I want to find the number of possible 8-rook setups such, that none of the rooks attacks one another. I can think of two ways to solve this problem:
We place the rook on one of the $64$ fields. This rook will eliminate one row and one column and so we will be left with $7 \cdot 7$ fields. We repeat this process - another row and column are being cut off, leaving only $6 \cdot 6$ at our disposal. So, multiplying everything out, we get the desired number: $$(8!)^2$$
It is obvious that each of the rooks must be placed in a different column. Otherwise, they would be attacking each other. In the first column, we may place a rook on $8$ fields. In the second column, only on $7$ fields, because one is already being attacked. Proceed like this and we get this result:
$$8!$$ Why do these results differ so much? I reckon that one of them assumes that the rooks are indistinguishable from each other and the other one assumes that each rook is different. My question is - why. It seems to me that in both these attempts the order in which we place these rooks is taken into consideration.
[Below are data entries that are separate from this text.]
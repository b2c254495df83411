use std::fs;
use std::io;
use std::io::Write;
use std::path::{Path, PathBuf};

use hex_slice::AsHex;

use codec;
use config::Config;
use error::{ErrorKind, Result};
use index::{Index, IndexAxis};
use key::Key;
use toc::record::{Tag, TocRecord};
use toc::unique_suffix;

const TOC_FILE: &str = "toc";
const SCHEMA_FILE: &str = "schema";

/// Reads and appends the table of contents of one database directory.
///
/// A fresh database is initialised with `O_CREAT|O_EXCL`; concurrent
/// creators fall through on the existing file. Appends go through a file
/// opened in append mode, one record per write, so concurrent writers
/// interleave at record granularity.
#[derive(Debug)]
pub struct TocHandler {
	directory: PathBuf,
	toc_path: PathBuf,
	schema_path: PathBuf,
	is_sub_toc: bool,
	use_sub_toc: bool,
	round: usize,
	sub_toc_write: Option<Box<TocHandler>>,
}

impl TocHandler {
	/// Handler for the master TOC of a database directory.
	pub fn new(directory: &Path, config: &Config) -> TocHandler {
		TocHandler {
			directory: directory.to_path_buf(),
			toc_path: directory.join(TOC_FILE),
			schema_path: directory.join(SCHEMA_FILE),
			is_sub_toc: false,
			use_sub_toc: config.use_sub_toc,
			round: config.round_toc_records,
			sub_toc_write: None,
		}
	}

	// handler for a per-writer sub-TOC living next to the master
	fn sub_toc(path: PathBuf, round: usize) -> TocHandler {
		let directory = path.parent().unwrap_or_else(|| Path::new(".")).to_path_buf();
		TocHandler {
			schema_path: directory.join(SCHEMA_FILE),
			directory,
			toc_path: path,
			is_sub_toc: true,
			use_sub_toc: false,
			round,
			sub_toc_write: None,
		}
	}

	/// True when the TOC file exists.
	pub fn exists(&self) -> bool {
		self.toc_path.exists()
	}

	/// The database directory.
	pub fn directory(&self) -> &Path {
		&self.directory
	}

	/// Path of the TOC file.
	pub fn toc_path(&self) -> &Path {
		&self.toc_path
	}

	/// Path of the schema copied at initialisation.
	pub fn schema_path(&self) -> &Path {
		&self.schema_path
	}

	/// Creates the TOC and writes its init record. A concurrent creator
	/// losing the race verifies the existing init record instead.
	pub fn initialise(&mut self, key: &Key, schema_source: Option<&Path>) -> Result<()> {
		fs::create_dir_all(&self.directory)?;

		let created = fs::OpenOptions::new()
			.write(true)
			.create_new(true)
			.open(&self.toc_path);

		let mut file = match created {
			Ok(file) => file,
			Err(ref e) if e.kind() == io::ErrorKind::AlreadyExists => {
				let (existing, _) = self.database_key()?;
				if existing != *key {
					bail!(ErrorKind::CorruptedToc(
						self.toc_path.clone(),
						format!("database holds key {}, expected {}", existing, key),
					));
				}
				return Ok(());
			}
			Err(e) => return Err(e.into()),
		};

		info!("initialising TOC in {}", self.toc_path.display());

		// the schema governing this database is fixed at creation time
		if !self.is_sub_toc {
			if let Some(source) = schema_source {
				let tmp = self.directory.join(format!("{}.{}.tmp", SCHEMA_FILE, unique_suffix()));
				fs::copy(source, &tmp)?;
				fs::rename(&tmp, &self.schema_path)?;
			}
		}

		let mut payload = codec::Writer::new();
		key.encode(&mut payload);
		payload.write_bool(self.is_sub_toc);

		let record = TocRecord::new(Tag::Init, payload.into_bytes());
		file.write_all(&record.encode(self.round))?;
		file.sync_all()?;
		Ok(())
	}

	fn append(&self, record: &TocRecord) -> Result<()> {
		let mut file = fs::OpenOptions::new()
			.write(true)
			.append(true)
			.open(&self.toc_path)?;
		file.write_all(&record.encode(self.round))?;
		Ok(())
	}

	/// Enforces the write ACL: only the creator may append, unless the
	/// current user is a configured super user.
	pub fn check_writable(&self, config: &Config) -> Result<()> {
		if !config.only_creator_can_write {
			return Ok(());
		}

		let (_, db_uid) = self.database_key()?;
		let uid = unsafe { ::libc::getuid() as u32 };

		if db_uid == uid || config.super_users.contains(&uid) {
			return Ok(());
		}

		bail!(ErrorKind::PermissionDenied(format!(
			"only user {} can write to {}, current user is {}",
			db_uid,
			self.directory.display(),
			uid
		)))
	}

	/// Records an index as live. With sub-TOCs enabled the record goes to
	/// this writer's sub-TOC, created on first use and announced in the
	/// master TOC with a single `SubToc` record.
	pub fn write_index_record(&mut self, index: &Index, db_key: &Key) -> Result<()> {
		if self.use_sub_toc && !self.is_sub_toc {
			if self.sub_toc_write.is_none() {
				let name = format!("subtoc.{}", unique_suffix());
				let mut sub = TocHandler::sub_toc(self.directory.join(&name), self.round);
				sub.initialise(db_key, None)?;

				let mut payload = codec::Writer::new();
				payload.write_string(&name);
				self.append(&TocRecord::new(Tag::SubToc, payload.into_bytes()))?;
				debug!("TOC_SUB_TOC {}", name);

				self.sub_toc_write = Some(Box::new(sub));
			}
			return self.sub_toc_write
				.as_mut()
				.expect("sub-TOC was just created; qed")
				.write_index_record(index, db_key);
		}

		let basename = index.path()
			.file_name()
			.expect("index paths are regular files; qed")
			.to_string_lossy()
			.into_owned();

		let mut payload = codec::Writer::new();
		payload.write_string(&basename);
		payload.write_u64(index.offset());
		payload.write_string("btree");
		index.key().encode(&mut payload);
		index.axis().encode(&mut payload);

		debug!("TOC_INDEX {} - {}", basename, index.offset());
		self.append(&TocRecord::new(Tag::Index, payload.into_bytes()))
	}

	/// Masks a previously recorded index.
	pub fn write_clear_record(&self, basename: &str, offset: u64) -> Result<()> {
		let mut payload = codec::Writer::new();
		payload.write_string(basename);
		payload.write_u64(offset);

		debug!("TOC_CLEAR {} - {}", basename, offset);
		self.append(&TocRecord::new(Tag::Clear, payload.into_bytes()))
	}

	/// Masks everything recorded before.
	pub fn write_wipe_record(&self) -> Result<()> {
		debug!("TOC_WIPE");
		self.append(&TocRecord::new(Tag::Wipe, Vec::new()))
	}

	/// Iterates the records of this TOC, in file order, optionally
	/// recursing into referenced sub-TOCs as if their records appeared
	/// inline.
	pub fn walk(&self, walk_sub_tocs: bool) -> Result<TocWalker> {
		let file = fs::File::open(&self.toc_path)?;
		Ok(TocWalker {
			directory: self.directory.clone(),
			stack: vec![(file, self.toc_path.clone())],
			walk_sub_tocs,
		})
	}

	/// The database key and creator uid from the init record.
	pub fn database_key(&self) -> Result<(Key, u32)> {
		for record in self.walk(false)? {
			let record = record?;
			if record.tag == Tag::Init {
				let mut reader = codec::Reader::new(&record.payload);
				let key = Key::decode(&mut reader)?;
				return Ok((key, record.uid));
			}
		}
		bail!(ErrorKind::CorruptedToc(self.toc_path.clone(), "no init record".into()))
	}

	/// The live indexes of this database: every `Index` record that is
	/// not masked by a later `Clear` or `Wipe`, walked through sub-TOCs,
	/// reversed so the latest insertion takes precedence on duplicate
	/// datum keys.
	pub fn load_indexes(&self) -> Result<Vec<Index>> {
		if !self.exists() {
			return Ok(Vec::new());
		}

		let mut indexes: Vec<Index> = Vec::new();

		for record in self.walk(true)? {
			let record = record?;
			let mut reader = codec::Reader::new(&record.payload);

			match record.tag {
				Tag::Init => {}
				Tag::Index => {
					let basename = reader.read_string()?;
					let offset = reader.read_u64()?;
					let _type_name = reader.read_string()?;
					let key = Key::decode(&mut reader)?;
					let axis = IndexAxis::decode(&mut reader)?;
					indexes.push(Index::open(key, self.directory.join(basename), offset, axis));
				}
				Tag::Clear => {
					let basename = reader.read_string()?;
					let offset = reader.read_u64()?;
					let path = self.directory.join(basename);
					if let Some(pos) = indexes.iter().position(|i| {
						i.path() == path && i.offset() == offset
					}) {
						indexes.remove(pos);
					}
				}
				Tag::Wipe => indexes.clear(),
				Tag::SubToc => {
					bail!(ErrorKind::CorruptedToc(
						self.toc_path.clone(),
						"unexpected sub-TOC record in linearised walk".into(),
					));
				}
			}
		}

		indexes.reverse();
		Ok(indexes)
	}

	/// Renders every record for inspection.
	pub fn dump<W: io::Write>(&self, out: &mut W, walk_sub_tocs: bool) -> Result<()> {
		for record in self.walk(walk_sub_tocs)? {
			let record = record?;
			let preview = ::std::cmp::min(record.payload.len(), 16);
			write!(
				out,
				"{:?} size={} version={} uid={} pid={} timestamp={} payload[{}]={:02x}",
				record.tag,
				record.size,
				record.version,
				record.uid,
				record.pid,
				record.timestamp,
				record.payload.len(),
				record.payload[..preview].as_hex(),
			)?;

			let mut reader = codec::Reader::new(&record.payload);
			match record.tag {
				Tag::Init => {
					if let Ok(key) = Key::decode(&mut reader) {
						write!(out, "  key: {}", key)?;
					}
				}
				Tag::Index => {
					if let (Ok(path), Ok(offset)) = (reader.read_string(), reader.read_u64()) {
						write!(out, "  path: {}, offset: {}", path, offset)?;
					}
				}
				Tag::Clear => {
					if let (Ok(path), Ok(offset)) = (reader.read_string(), reader.read_u64()) {
						write!(out, "  path: {}, offset: {}", path, offset)?;
					}
				}
				Tag::SubToc => {
					if let Ok(path) = reader.read_string() {
						write!(out, "  path: {}", path)?;
					}
				}
				Tag::Wipe => {}
			}
			writeln!(out)?;
		}
		Ok(())
	}
}

/// Iterator over TOC records with a LIFO stack of open sub-TOCs.
pub struct TocWalker {
	directory: PathBuf,
	stack: Vec<(fs::File, PathBuf)>,
	walk_sub_tocs: bool,
}

impl Iterator for TocWalker {
	type Item = Result<TocRecord>;

	fn next(&mut self) -> Option<Self::Item> {
		loop {
			let record = {
				let &mut (ref mut file, ref path) = match self.stack.last_mut() {
					Some(top) => top,
					None => return None,
				};
				TocRecord::read(file, path)
			};

			let record = match record {
				Ok(Some(record)) => record,
				Ok(None) => {
					self.stack.pop();
					continue;
				}
				Err(e) => return Some(Err(e)),
			};

			if record.tag == Tag::SubToc && self.walk_sub_tocs {
				if let Err(e) = self.enter_sub_toc(&record) {
					return Some(Err(e));
				}
				continue;
			}

			return Some(Ok(record));
		}
	}
}

impl TocWalker {
	fn enter_sub_toc(&mut self, record: &TocRecord) -> Result<()> {
		let mut reader = codec::Reader::new(&record.payload);
		let name = reader.read_string()?;
		let path = self.directory.join(name);

		let mut file = fs::File::open(&path)?;

		// the first record of a sub-TOC is its init record
		match TocRecord::read(&mut file, &path)? {
			Some(ref first) if first.tag == Tag::Init => {}
			_ => bail!(ErrorKind::CorruptedToc(path, "sub-TOC does not start with init".into())),
		}

		self.stack.push((file, path));
		Ok(())
	}
}

#[cfg(test)]
mod tests {
	extern crate tempdir;

	use self::tempdir::TempDir;
	use std::path::Path;

	use config::Config;
	use key::Key;
	use index::Index;
	use toc::Tag;
	use types::TypesRegistry;
	use super::TocHandler;

	fn key(s: &str) -> Key {
		Key::parse(s, &TypesRegistry::new()).unwrap()
	}

	fn config(root: &Path) -> Config {
		Config::for_tests(root)
	}

	fn flushed_index(dir: &Path, name: &str, datums: &[&str]) -> Index {
		let mut index = Index::create(key("type=pb"), dir.join(name), true);
		for (i, datum) in datums.iter().enumerate() {
			index.put(&key(datum), &dir.join("a.data"), i as u64 * 512, 4).unwrap();
		}
		index.flush().unwrap();
		index
	}

	#[test]
	fn test_init_is_idempotent() {
		let temp = TempDir::new("test_init").unwrap();
		let config = config(temp.path());
		let db_key = key("class=od,stream=oper");

		let mut toc = TocHandler::new(&temp.path().join("db"), &config);
		assert!(!toc.exists());
		toc.initialise(&db_key, None).unwrap();
		assert!(toc.exists());

		// a losing creator falls through and verifies the key
		toc.initialise(&db_key, None).unwrap();
		let (stored, _) = toc.database_key().unwrap();
		assert_eq!(stored, db_key);

		// a different key on the same directory is an error
		let err = toc.initialise(&key("class=rd"), None).unwrap_err();
		assert!(matches!(err.kind(), &::error::ErrorKind::CorruptedToc(_, _)));
	}

	#[test]
	fn test_index_records_and_masking() {
		let temp = TempDir::new("test_masking").unwrap();
		let config = config(temp.path());
		let dir = temp.path().join("db");
		let db_key = key("class=od");

		let mut toc = TocHandler::new(&dir, &config);
		toc.initialise(&db_key, None).unwrap();

		let first = flushed_index(&dir, "a.idx", &["step=0"]);
		let second = flushed_index(&dir, "b.idx", &["step=6"]);
		toc.write_index_record(&first, &db_key).unwrap();
		toc.write_index_record(&second, &db_key).unwrap();

		let live = toc.load_indexes().unwrap();
		assert_eq!(live.len(), 2);
		// reversed: latest first
		assert!(live[0].path().ends_with("b.idx"));

		toc.write_clear_record("a.idx", 0).unwrap();
		let live = toc.load_indexes().unwrap();
		assert_eq!(live.len(), 1);
		assert!(live[0].path().ends_with("b.idx"));

		toc.write_wipe_record().unwrap();
		assert!(toc.load_indexes().unwrap().is_empty());
	}

	#[test]
	fn test_sub_toc_linearisation() {
		let temp = TempDir::new("test_sub_toc").unwrap();
		let mut config = config(temp.path());
		config.use_sub_toc = true;
		let dir = temp.path().join("db");
		let db_key = key("class=od");

		let mut writer_a = TocHandler::new(&dir, &config);
		writer_a.initialise(&db_key, None).unwrap();
		let mut writer_b = TocHandler::new(&dir, &config);
		writer_b.initialise(&db_key, None).unwrap();

		let first = flushed_index(&dir, "a.idx", &["step=0"]);
		let second = flushed_index(&dir, "b.idx", &["step=6"]);
		writer_a.write_index_record(&first, &db_key).unwrap();
		writer_b.write_index_record(&second, &db_key).unwrap();

		// the master toc contains only init and the redirections
		let reader = TocHandler::new(&dir, &config);
		let tags: Vec<Tag> = reader.walk(false).unwrap()
			.map(|r| r.unwrap().tag)
			.collect();
		assert_eq!(tags, [Tag::Init, Tag::SubToc, Tag::SubToc]);

		// the linearised walk sees both indexes
		let live = reader.load_indexes().unwrap();
		assert_eq!(live.len(), 2);
	}
}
In the first approach you have not consider the order that the rooks can be placed in, you need to divide by $8!$.

Edit: The first rook can be placed in $64$ different places, the second in $49$; at this stage the this configuration could have been attained by placing the first rook where the second rook is and then the second rook where the first rook is. In short you are multiply counting the configurations (in the first approach.)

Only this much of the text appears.